The Voice South Africa is a South African reality singing competition and local version of The Voice first broadcast as The Voice of Holland. Its first season started on 31 January 2016 and proved to be a hit on M-Net. The second season started on 5 February 2017 on the same channel. The third season premiered on 3 February 2019. A fourth season was set for 2020, but has been postponed to a later stage due to the Covid-19 pandemic.

One of the important premises of the show is the quality of the singing talent. Four coaches, themselves popular performing artists, train the talents in their group and occasionally perform with them. Talents are selected in blind auditions, where the coaches cannot see, but only hear the auditioner.
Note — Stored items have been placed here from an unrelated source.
//! Provider registry mapping provider names to client factories
//!
//! Misconfiguration (unknown name, absent credential) is detected here,
//! before any network-capable client is constructed.

use std::collections::HashMap;
use std::sync::Arc;

use crate::config::ProviderSettings;
use crate::error::{ChatError, Result};
use crate::llm::client::LlmClient;
use crate::llm::{AnthropicClient, GeminiClient, OpenAIClient};

/// Builds a concrete client for one named provider.
pub trait ProviderFactory: Send + Sync {
    /// The provider name this factory registers under.
    fn name(&self) -> &str;

    /// Build a client from already-validated provider settings.
    fn build(&self, config: &ProviderSettings) -> Result<Arc<dyn LlmClient>>;
}

struct OpenAIFactory;

impl ProviderFactory for OpenAIFactory {
    fn name(&self) -> &str {
        "openai"
    }

    fn build(&self, config: &ProviderSettings) -> Result<Arc<dyn LlmClient>> {
        Ok(Arc::new(
            OpenAIClient::new(&config.api_key).with_model(&config.model),
        ))
    }
}

struct AnthropicFactory;

impl ProviderFactory for AnthropicFactory {
    fn name(&self) -> &str {
        "anthropic"
    }

    fn build(&self, config: &ProviderSettings) -> Result<Arc<dyn LlmClient>> {
        Ok(Arc::new(
            AnthropicClient::new(&config.api_key).with_model(&config.model),
        ))
    }
}

struct GeminiFactory;

impl ProviderFactory for GeminiFactory {
    fn name(&self) -> &str {
        "gemini"
    }

    fn build(&self, config: &ProviderSettings) -> Result<Arc<dyn LlmClient>> {
        Ok(Arc::new(
            GeminiClient::new(&config.api_key).with_model(&config.model),
        ))
    }
}

/// Registry of provider factories keyed by provider name.
pub struct ProviderRegistry {
    factories: HashMap<String, Arc<dyn ProviderFactory>>,
}

impl ProviderRegistry {
    /// Create an empty registry.
    pub fn new() -> Self {
        Self {
            factories: HashMap::new(),
        }
    }

    /// Create a registry with the built-in providers registered.
    pub fn with_defaults() -> Self {
        let mut registry = Self::new();
        registry.register(Arc::new(GeminiFactory));
        registry.register(Arc::new(OpenAIFactory));
        registry.register(Arc::new(AnthropicFactory));
        registry
    }

    /// Register a factory under its declared name. Last write wins, which
    /// lets tests swap in doubles for built-in providers.
    pub fn register(&mut self, factory: Arc<dyn ProviderFactory>) {
        self.factories.insert(factory.name().to_string(), factory);
    }

    /// Registered provider names. Order is unspecified.
    pub fn names(&self) -> Vec<String> {
        self.factories.keys().cloned().collect()
    }

    pub fn contains(&self, name: &str) -> bool {
        self.factories.contains_key(name)
    }

    /// Create a client for the named provider, validating the configuration
    /// before constructing anything.
    pub fn create(&self, name: &str, config: &ProviderSettings) -> Result<Arc<dyn LlmClient>> {
        let factory = self.factories.get(name).ok_or_else(|| {
            let mut available = self.names();
            available.sort();
            tracing::error!(provider = name, ?available, "Unknown LLM provider requested");
            ChatError::UnknownProvider(name.to_string())
        })?;

        if config.api_key.trim().is_empty() {
            return Err(ChatError::MissingApiKey(name.to_string()));
        }

        factory.build(config)
    }
}

impl Default for ProviderRegistry {
    fn default() -> Self {
        Self::with_defaults()
    }
}
//! Google Gemini LLM provider

use async_trait::async_trait;
use futures::StreamExt;
use reqwest::Client;
use serde::{Deserialize, Serialize};

use crate::error::{ChatError, Result};
use crate::http_client::{build_http_client, response_to_error};
use crate::llm::client::{
    CompletionRequest, CompletionResponse, FinishReason, LlmClient, Role, StreamChunk,
    StreamResult, TokenUsage,
};

/// Google Gemini client
pub struct GeminiClient {
    client: Client,
    api_key: String,
    model: String,
    base_url: String,
}

impl GeminiClient {
    /// Create a new Gemini client
    pub fn new(api_key: impl Into<String>) -> Self {
        Self {
            client: build_http_client(),
            api_key: api_key.into(),
            model: "gemini-2.0-flash-exp".to_string(),
            base_url: "https://generativelanguage.googleapis.com/v1beta".to_string(),
        }
    }

    /// Set the model to use
    pub fn with_model(mut self, model: impl Into<String>) -> Self {
        self.model = model.into();
        self
    }

    /// Set custom base URL (for tests and proxies)
    pub fn with_base_url(mut self, url: impl Into<String>) -> Self {
        self.base_url = url.into();
        self
    }
}

#[derive(Serialize)]
#[serde(rename_all = "camelCase")]
struct GeminiRequest {
    #[serde(skip_serializing_if = "Option::is_none")]
    system_instruction: Option<GeminiContent>,
    contents: Vec<GeminiContent>,
    #[serde(skip_serializing_if = "Option::is_none")]
    generation_config: Option<GenerationConfig>,
}

#[derive(Serialize, Deserialize, Debug)]
struct GeminiContent {
    #[serde(skip_serializing_if = "Option::is_none")]
    role: Option<String>,
    parts: Vec<GeminiPart>,
}

#[derive(Serialize, Deserialize, Debug)]
struct GeminiPart {
    #[serde(default)]
    text: String,
}

#[derive(Serialize)]
#[serde(rename_all = "camelCase")]
struct GenerationConfig {
    #[serde(skip_serializing_if = "Option::is_none")]
    temperature: Option<f32>,
    #[serde(skip_serializing_if = "Option::is_none")]
    max_output_tokens: Option<u32>,
}

impl GeminiRequest {
    /// Gemini takes the system instruction out of band and only knows the
    /// "user" and "model" conversation roles.
    fn from_request(request: &CompletionRequest) -> Self {
        let system_instruction = request
            .messages
            .iter()
            .find(|m| m.role == Role::System)
            .map(|m| GeminiContent {
                role: None,
                parts: vec![GeminiPart {
                    text: m.content.clone(),
                }],
            });

        let contents = request
            .messages
            .iter()
            .filter(|m| m.role != Role::System)
            .map(|m| GeminiContent {
                role: Some(
                    match m.role {
                        Role::Assistant => "model",
                        _ => "user",
                    }
                    .to_string(),
                ),
                parts: vec![GeminiPart {
                    text: m.content.clone(),
                }],
            })
            .collect();

        let generation_config = if request.temperature.is_some() || request.max_tokens.is_some() {
            Some(GenerationConfig {
                temperature: request.temperature,
                max_output_tokens: request.max_tokens,
            })
        } else {
            None
        };

        Self {
            system_instruction,
            contents,
            generation_config,
        }
    }
}

#[derive(Deserialize, Debug)]
#[serde(rename_all = "camelCase")]
struct GeminiResponse {
    #[serde(default)]
    candidates: Vec<GeminiCandidate>,
    usage_metadata: Option<GeminiUsage>,
}

#[derive(Deserialize, Debug)]
#[serde(rename_all = "camelCase")]
struct GeminiCandidate {
    content: Option<GeminiContent>,
    finish_reason: Option<String>,
}

#[derive(Deserialize, Debug)]
#[serde(rename_all = "camelCase")]
struct GeminiUsage {
    #[serde(default)]
    prompt_token_count: u32,
    #[serde(default)]
    candidates_token_count: u32,
    #[serde(default)]
    total_token_count: u32,
}

impl From<GeminiUsage> for TokenUsage {
    fn from(u: GeminiUsage) -> Self {
        Self {
            prompt_tokens: u.prompt_token_count,
            completion_tokens: u.candidates_token_count,
            total_tokens: u.total_token_count,
        }
    }
}

fn map_finish_reason(reason: Option<&str>) -> FinishReason {
    match reason {
        Some("MAX_TOKENS") => FinishReason::MaxTokens,
        Some("STOP") | None => FinishReason::Stop,
        _ => FinishReason::Error,
    }
}

fn candidate_text(candidate: &GeminiCandidate) -> String {
    candidate
        .content
        .as_ref()
        .map(|c| {
            c.parts
                .iter()
                .map(|p| p.text.as_str())
                .collect::<Vec<_>>()
                .join("")
        })
        .unwrap_or_default()
}

#[async_trait]
impl LlmClient for GeminiClient {
    fn provider(&self) -> &str {
        "gemini"
    }

    fn model(&self) -> &str {
        &self.model
    }

    async fn complete(&self, request: CompletionRequest) -> Result<CompletionResponse> {
        let body = GeminiRequest::from_request(&request);

        let response = self
            .client
            .post(format!(
                "{}/models/{}:generateContent",
                self.base_url, self.model
            ))
            .header("x-goog-api-key", &self.api_key)
            .header("Content-Type", "application/json")
            .json(&body)
            .send()
            .await?;

        if !response.status().is_success() {
            return Err(response_to_error(response, "Gemini").await);
        }

        let data: GeminiResponse = response.json().await?;
        let candidate = data
            .candidates
            .first()
            .ok_or_else(|| ChatError::Llm("No response from Gemini".to_string()))?;

        Ok(CompletionResponse {
            content: candidate_text(candidate),
            finish_reason: map_finish_reason(candidate.finish_reason.as_deref()),
            usage: data.usage_metadata.map(TokenUsage::from),
        })
    }

    fn complete_stream(&self, request: CompletionRequest) -> StreamResult {
        let client = self.client.clone();
        let api_key = self.api_key.clone();
        let model = self.model.clone();
        let base_url = self.base_url.clone();

        Box::pin(async_stream::stream! {
            let body = GeminiRequest::from_request(&request);

            let response = match client
                .post(format!(
                    "{}/models/{}:streamGenerateContent?alt=sse",
                    base_url, model
                ))
                .header("x-goog-api-key", &api_key)
                .header("Content-Type", "application/json")
                .json(&body)
                .send()
                .await
            {
                Ok(resp) => resp,
                Err(e) => {
                    yield Err(ChatError::Llm(format!("Request failed: {}", e)));
                    return;
                }
            };

            if !response.status().is_success() {
                yield Err(response_to_error(response, "Gemini").await);
                return;
            }

            let mut byte_stream = response.bytes_stream();
            let mut buffer = String::new();

            while let Some(chunk_result) = byte_stream.next().await {
                let chunk = match chunk_result {
                    Ok(bytes) => bytes,
                    Err(e) => {
                        yield Err(ChatError::Llm(format!("Stream error: {}", e)));
                        return;
                    }
                };

                buffer.push_str(&String::from_utf8_lossy(&chunk));

                // Process complete SSE events from buffer
                while let Some(pos) = buffer.find("\n\n") {
                    let event_str = buffer[..pos].to_string();
                    buffer = buffer[pos + 2..].to_string();

                    for line in event_str.lines() {
                        let Some(data) = line.strip_prefix("data: ") else {
                            continue;
                        };
                        if data.trim().is_empty() {
                            continue;
                        }

                        let parsed: GeminiResponse = match serde_json::from_str(data) {
                            Ok(p) => p,
                            Err(_) => continue,
                        };

                        for candidate in &parsed.candidates {
                            let text = candidate_text(candidate);
                            if !text.is_empty() {
                                yield Ok(StreamChunk::text(text));
                            }

                            if let Some(reason) = candidate.finish_reason.as_deref() {
                                yield Ok(StreamChunk::final_chunk(
                                    map_finish_reason(Some(reason)),
                                    parsed.usage_metadata.as_ref().map(|u| TokenUsage {
                                        prompt_tokens: u.prompt_token_count,
                                        completion_tokens: u.candidates_token_count,
                                        total_tokens: u.total_token_count,
                                    }),
                                ));
                            }
                        }
                    }
                }
            }

            // Process any remaining data in the buffer after the stream ends.
            // This handles the case where the last SSE event lacks a trailing
            // \n\n (e.g., due to a network interruption).
            let remaining = buffer.trim().to_string();
            for line in remaining.lines() {
                let Some(data) = line.strip_prefix("data: ") else {
                    continue;
                };
                if data.trim().is_empty() {
                    continue;
                }

                // Best effort: try to parse the final event
                let Ok(parsed) = serde_json::from_str::<GeminiResponse>(data) else {
                    continue;
                };

                for candidate in &parsed.candidates {
                    let text = candidate_text(candidate);
                    if !text.is_empty() {
                        yield Ok(StreamChunk::text(text));
                    }

                    if let Some(reason) = candidate.finish_reason.as_deref() {
                        yield Ok(StreamChunk::final_chunk(
                            map_finish_reason(Some(reason)),
                            parsed.usage_metadata.as_ref().map(|u| TokenUsage {
                                prompt_tokens: u.prompt_token_count,
                                completion_tokens: u.candidates_token_count,
                                total_tokens: u.total_token_count,
                            }),
                        ));
                    }
                }
            }
        })
    }
}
The original coaching panel of the show consists of Kahn Morbee, Lira, Bobby van Jaarsveld, and Karen Zoid. Lungile Radu and Stacy Norman were the original hosts. Season 3 saw a change in the coaching panel, replacing previous coaches and hosts. Lira is the only remaining coach being joined by Afrikaans singer Riana Nel, rapper Riky Rick and rocker Francois Van Coke. Anele Mdoda is the current host.

Coaches and hosts
Shortly after the announcement of the production of The Voice South Africa, the panellists were revealed with Kahn Morbee, Lira, Bobby van Jaarsveld, and Karen Zoid as coaches; and Lungile Radu and Stacy Norman as hosts. The coaching panel and hosts remain unchanged for season 2, which aired in 2017.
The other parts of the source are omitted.